In 1960, the former racing driver Tony Crook took the helm of Bristol Cars Ltd. He took the 406 model, installed a bigger engine under its hood, and resulted in the 1961 407 model.
The 407 resembled the 406 model design and didn't give a clue about its performance. Its front fascia featured a distinct engine compartment with an oddly-shaped grille, which sported a trim that resembled an airplane viewed from the front. Bristol's designers installed the headlights on the upper side of the front fenders and the parking lights underneath them. A fat, chromed-metallic bumper with two vertical reinforcements completed the car's front. Its three-box sedan shape with two doors was very advanced for those times. It featured flush fenders and body panels without flamboyant curves or trims. It was a keep-it-simple design that worked. At the back, the round taillights mounted at the end of the quarter panels formed a wide V-shape above the chromed bumper.
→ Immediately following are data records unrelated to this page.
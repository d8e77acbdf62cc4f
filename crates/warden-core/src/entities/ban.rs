//! Ban list and ban record entities

use chrono::{DateTime, Utc};
use serde::{Deserialize, Serialize};
use std::fmt;
use std::str::FromStr;

use crate::error::DomainError;
use crate::value_objects::ServerMask;

/// Policy controlling when a ban list's records are enforced.
#[derive(Debug, Clone, Copy, PartialEq, Eq, Serialize, Deserialize)]
#[serde(rename_all = "snake_case")]
pub enum BanSyncMethod {
    /// Never write a ban to the game server; kick the player when seen.
    KickOnly,
    /// Apply the ban when the player next connects.
    BanOnConnect,
    /// Apply the ban as soon as the record is created or changed.
    BanImmediately,
}

impl BanSyncMethod {
    /// Stable identifier used in the database column.
    #[must_use]
    pub const fn as_str(self) -> &'static str {
        match self {
            Self::KickOnly => "kick_only",
            Self::BanOnConnect => "ban_on_connect",
            Self::BanImmediately => "ban_immediately",
        }
    }
}

impl FromStr for BanSyncMethod {
    type Err = DomainError;

    fn from_str(s: &str) -> Result<Self, Self::Err> {
        match s {
            "kick_only" => Ok(Self::KickOnly),
            "ban_on_connect" => Ok(Self::BanOnConnect),
            "ban_immediately" => Ok(Self::BanImmediately),
            other => Err(DomainError::InvalidSyncMethod(other.to_string())),
        }
    }
}

impl fmt::Display for BanSyncMethod {
    fn fmt(&self, f: &mut fmt::Formatter<'_>) -> fmt::Result {
        f.write_str(self.as_str())
    }
}

/// A named collection of ban records sharing one sync policy and one
/// server-targeting mask.
#[derive(Debug, Clone, PartialEq, Eq, Serialize, Deserialize)]
pub struct BanList {
    pub id: i32,
    pub name: String,
    pub sync_method: BanSyncMethod,
    /// `None` applies the list to every server.
    pub servers: Option<ServerMask>,
}

impl BanList {
    /// Whether this list applies to the given server number.
    #[must_use]
    pub fn applies_to(&self, server: u8) -> bool {
        ServerMask::effective(self.servers).contains(server)
    }

    /// Mask this list's mutations must be announced with.
    #[must_use]
    pub fn announce_mask(&self) -> ServerMask {
        ServerMask::effective(self.servers)
    }
}

/// Fields for creating a ban list; the id is assigned by the store.
#[derive(Debug, Clone)]
pub struct NewBanList {
    pub name: String,
    pub sync_method: BanSyncMethod,
    pub servers: Option<ServerMask>,
}

/// One player's entry on a ban list.
#[derive(Debug, Clone, PartialEq, Eq, Serialize, Deserialize)]
pub struct BanRecord {
    pub id: i64,
    pub list_id: i32,
    pub player_id: String,
    pub admin_name: String,
    pub reason: String,
    pub notes: Option<String>,
    pub created_at: DateTime<Utc>,
    /// `None` = indefinite.
    pub expires_at: Option<DateTime<Utc>>,
}

impl BanRecord {
    /// Whether the record never expires.
    #[must_use]
    pub fn is_indefinite(&self) -> bool {
        self.expires_at.is_none()
    }

    /// Whether the record has expired as of `now`.
    #[must_use]
    pub fn is_expired(&self, now: DateTime<Utc>) -> bool {
        self.expires_at.is_some_and(|at| at <= now)
    }
}

/// Fields for creating a ban record; id and `created_at` are assigned by the
/// store.
#[derive(Debug, Clone)]
pub struct NewBanRecord {
    pub list_id: i32,
    pub player_id: String,
    pub admin_name: String,
    pub reason: String,
    pub notes: Option<String>,
    pub expires_at: Option<DateTime<Utc>>,
}

#[cfg(test)]
mod tests {
    use super::*;
    use chrono::Duration;

    fn record(expires_at: Option<DateTime<Utc>>) -> BanRecord {
        BanRecord {
            id: 1,
            list_id: 0,
            player_id: "76561198000000001".to_string(),
            admin_name: "admin".to_string(),
            reason: "cheating".to_string(),
            notes: None,
            created_at: Utc::now(),
            expires_at,
        }
    }

    #[test]
    fn test_sync_method_round_trip() {
        for method in [
            BanSyncMethod::KickOnly,
            BanSyncMethod::BanOnConnect,
            BanSyncMethod::BanImmediately,
        ] {
            assert_eq!(method.as_str().parse::<BanSyncMethod>().unwrap(), method);
        }
        assert!("nope".parse::<BanSyncMethod>().is_err());
    }

    #[test]
    fn test_list_applies_to() {
        let mut list = BanList {
            id: 1,
            name: "cheaters".to_string(),
            sync_method: BanSyncMethod::BanImmediately,
            servers: Some(ServerMask::from_servers([2])),
        };
        assert!(list.applies_to(2));
        assert!(!list.applies_to(1));

        list.servers = None;
        assert!(list.applies_to(1));
        assert!(list.applies_to(32));
    }

    #[test]
    fn test_record_expiry() {
        let now = Utc::now();
        assert!(record(None).is_indefinite());
        assert!(!record(None).is_expired(now));
        assert!(record(Some(now - Duration::hours(1))).is_expired(now));
        assert!(!record(Some(now + Duration::hours(1))).is_expired(now));
    }
}
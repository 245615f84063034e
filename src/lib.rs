//! Vuegen is a scaffolding generator for Vue projects.
//! Given an object type and a name it renders one or more source files from
//! a fixed template catalog and writes them to the working directory.

/// Command-line interface module for the vuegen application
pub mod cli;

/// Error types and handling for the vuegen application
pub mod error;

/// Template source loading from the installation directory or embedded copies
pub mod loader;

/// Project manifest probe used to pick the script file extension
pub mod manifest;

/// Object name normalization rules
pub mod naming;

/// Core generation orchestration
/// Combines all components to produce the final output plan
pub mod processor;

/// User input and interaction handling
pub mod prompt;

/// Template registry, definitions and selection
pub mod registry;

/// Placeholder substitution engine
pub mod renderer;

/// Generation request model and argument validation
pub mod request;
Inside, the carmaker kept its traditional, helm-inspired, two-spoke steering wheel. Moreover, Bristol installed an aviation-inspired instrument panel with seven dials, where the speedometer and tachometer took the outer sides, grouping the gauges in the center. Unlike most cars of its era, the carmaker installed buttons on the right side of the steering wheel, controlling the automatic transmission. Its walnut veneer on the dashboard matched the luxurious leather seats. The carmaker installed a bench for two at the back, with a folding armrest in the middle.
Under the hood, Bristol mounted a 5.1-liter V-8 supplied by Chrysler and paired it with a three-speed automatic transmission. The carmaker built only 88 407's until 1963 when Bristol replaced it with the 408.